Given a sample space Ω and a target T ⊆ Ω, Dembski defines the following information measures:

Endogenous information: IS ≡ -log2( P(T) )
Exogenous information: IΩ ≡ -log2( |T|/|Ω| )
Active information: I+ ≡ IΩ – IS = log2( P(T) / |T|/|Ω|)

Active information is supposed to indicate design, but in fact, the amount of active info attributed to a process depends on how we choose to mathematically model that process. We can get as much free active info as we want simply by making certain modeling choices.

## Free Active Info via Individuation of Possibilities

Dembski is in the awkward position of having impugned his own information measures before he even invented them. From his book No Free Lunch:

This requires a measure of information that is independent of the procedure used to individuate the possibilities in a reference class. Otherwise the same possibility can be assigned different amounts of information depending on how the other possibilities in the reference class are individuated (thus making the information measure ill-defined).

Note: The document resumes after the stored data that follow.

//! Event types for the execution log.

use chrono::{DateTime, Utc};
use serde::{Deserialize, Serialize};
use serde_json::Value;
use std::str::FromStr;
use uuid::Uuid;

/// A unique identifier for one top-level execution.
#[derive(Debug, Clone, Copy, PartialEq, Eq, Hash, Serialize, Deserialize)]
pub struct ExecutionId(pub Uuid);

impl ExecutionId {
    pub fn new() -> Self {
        Self(Uuid::new_v4())
    }
}

impl Default for ExecutionId {
    fn default() -> Self {
        Self::new()
    }
}

impl std::fmt::Display for ExecutionId {
    fn fmt(&self, f: &mut std::fmt::Formatter<'_>) -> std::fmt::Result {
        write!(f, "{}", self.0)
    }
}

impl FromStr for ExecutionId {
    type Err = uuid::Error;

    fn from_str(s: &str) -> Result<Self, Self::Err> {
        Ok(Self(s.parse()?))
    }
}

/// The kind of event that occurred during an execution.
#[derive(Debug, Clone, Copy, PartialEq, Eq, Hash, Serialize, Deserialize)]
#[serde(rename_all = "SCREAMING_SNAKE_CASE")]
pub enum EventKind {
    AiFunctionStart,
    AiFunctionEnd,
    AiFunctionError,
    LlmStart,
    LlmEnd,
    LlmError,
    ToolStart,
    ToolEnd,
    ToolError,
    RetryAttempt,
}

impl EventKind {
    /// Stable wire name, e.g. `TOOL_END`.
    pub fn as_str(&self) -> &'static str {
        match self {
            Self::AiFunctionStart => "AI_FUNCTION_START",
            Self::AiFunctionEnd => "AI_FUNCTION_END",
            Self::AiFunctionError => "AI_FUNCTION_ERROR",
            Self::LlmStart => "LLM_START",
            Self::LlmEnd => "LLM_END",
            Self::LlmError => "LLM_ERROR",
            Self::ToolStart => "TOOL_START",
            Self::ToolEnd => "TOOL_END",
            Self::ToolError => "TOOL_ERROR",
            Self::RetryAttempt => "RETRY_ATTEMPT",
        }
    }

    /// Whether this event closes an execution.
    pub fn is_terminal(&self) -> bool {
        matches!(self, Self::AiFunctionEnd | Self::AiFunctionError)
    }
}

impl std::fmt::Display for EventKind {
    fn fmt(&self, f: &mut std::fmt::Formatter<'_>) -> std::fmt::Result {
        f.write_str(self.as_str())
    }
}

/// An event in the execution log.
#[derive(Debug, Clone, Serialize, Deserialize)]
pub struct Event {
    pub id: Uuid,
    pub execution_id: ExecutionId,
    pub timestamp: DateTime<Utc>,
    pub kind: EventKind,
    #[serde(default, skip_serializing_if = "Option::is_none")]
    pub function_id: Option<String>,
    #[serde(default)]
    pub data: Value,
}

impl Event {
    pub fn new(execution_id: ExecutionId, kind: EventKind) -> Self {
        Self {
            id: Uuid::new_v4(),
            execution_id,
            timestamp: Utc::now(),
            kind,
            function_id: None,
            data: Value::Null,
        }
    }

    pub fn with_function(mut self, function_id: impl Into<String>) -> Self {
        self.function_id = Some(function_id.into());
        self
    }

    pub fn with_data(mut self, data: Value) -> Self {
        self.data = data;
        self
    }
}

He used to make this point often. But two of his new information measures, “endogenous information” and “active information”, depend on the procedure used to individuate the possible outcomes, and are therefore ill-defined according to Dembski’s earlier position.

To see how this fact allows arbitrarily high measures of active information, consider how we model the rolling of a six-sided die. We would typically define Ω as the set {1, 2, 3, 4, 5, 6}. If the goal is to roll a number higher than one, then our target T is {2, 3, 4, 5, 6}. The amount of active information I+ is log2(P(T) / (|T|/|Ω|)) = log2((5/6) / (5/6)) = 0 bits.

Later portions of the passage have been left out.